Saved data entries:
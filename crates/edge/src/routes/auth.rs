//! Shared auth endpoint and its credentialed-CORS handling
//!
//! The auth endpoint is called from arbitrary tenant subdomains and custom
//! domains, so its CORS policy is dynamic: the [`OriginTrustEvaluator`]
//! decides per origin whether credentialed headers are attached. Untrusted
//! origins get no CORS headers at all; same-origin callers are unaffected.
//!
//! [`OriginTrustEvaluator`]: crate::trust::OriginTrustEvaluator

use axum::{
    body::Body,
    extract::State,
    http::{
        header::{
            ACCESS_CONTROL_ALLOW_CREDENTIALS, ACCESS_CONTROL_ALLOW_HEADERS,
            ACCESS_CONTROL_ALLOW_METHODS, ACCESS_CONTROL_ALLOW_ORIGIN, ORIGIN,
        },
        HeaderMap, HeaderValue, Method, Request, Response, StatusCode,
    },
    middleware::Next,
    response::IntoResponse,
    Json,
};
use serde::Serialize;

use crate::dispatch::SessionPresence;
use crate::state::AppState;

const ALLOW_METHODS: &str = "GET,POST,OPTIONS";
const ALLOW_HEADERS: &str = "content-type, authorization, x-requested-with";

/// Middleware wrapping the auth routes: answers preflights and attaches
/// credentialed CORS headers for trusted origins only.
pub async fn auth_cors(
    State(state): State<AppState>,
    request: Request<Body>,
    next: Next,
) -> Response<Body> {
    let origin = request
        .headers()
        .get(ORIGIN)
        .and_then(|v| v.to_str().ok())
        .map(str::to_string);

    let trusted = match origin.as_deref() {
        Some(origin) => state.trust.is_trusted(origin).await,
        None => false,
    };

    if request.method() == Method::OPTIONS {
        let mut response = StatusCode::NO_CONTENT.into_response();
        if trusted {
            if let Some(origin) = origin.as_deref() {
                apply_cors_headers(response.headers_mut(), origin);
            }
        }
        return response;
    }

    let mut response = next.run(request).await;
    if trusted {
        if let Some(origin) = origin.as_deref() {
            apply_cors_headers(response.headers_mut(), origin);
        }
    }
    response
}

/// Echo the origin back with credentials enabled and the fixed method and
/// header allow-lists.
fn apply_cors_headers(headers: &mut HeaderMap, origin: &str) {
    let Ok(origin_value) = HeaderValue::from_str(origin) else {
        return;
    };
    headers.insert(ACCESS_CONTROL_ALLOW_ORIGIN, origin_value);
    headers.insert(
        ACCESS_CONTROL_ALLOW_CREDENTIALS,
        HeaderValue::from_static("true"),
    );
    headers.insert(
        ACCESS_CONTROL_ALLOW_METHODS,
        HeaderValue::from_static(ALLOW_METHODS),
    );
    headers.insert(
        ACCESS_CONTROL_ALLOW_HEADERS,
        HeaderValue::from_static(ALLOW_HEADERS),
    );
}

#[derive(Serialize)]
pub struct SessionResponse {
    pub authenticated: bool,
    pub last_workspace: Option<String>,
}

/// Report session presence. The cookie's contents stay opaque; only its
/// existence and the last-workspace hint are surfaced.
pub async fn session(State(state): State<AppState>, headers: HeaderMap) -> Json<SessionResponse> {
    let session = SessionPresence::from_headers(&headers, &state.config.session_cookie_name);

    Json(SessionResponse {
        authenticated: session.has_session,
        last_workspace: session.last_workspace_slug,
    })
}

### Task requirements:
Your answer should consist of each line of the data above in which the word "Some" occurs.

### Problem solution:
        Some(origin) => state.trust.is_trusted(origin).await,
            if let Some(origin) = origin.as_deref() {
        if let Some(origin) = origin.as_deref() {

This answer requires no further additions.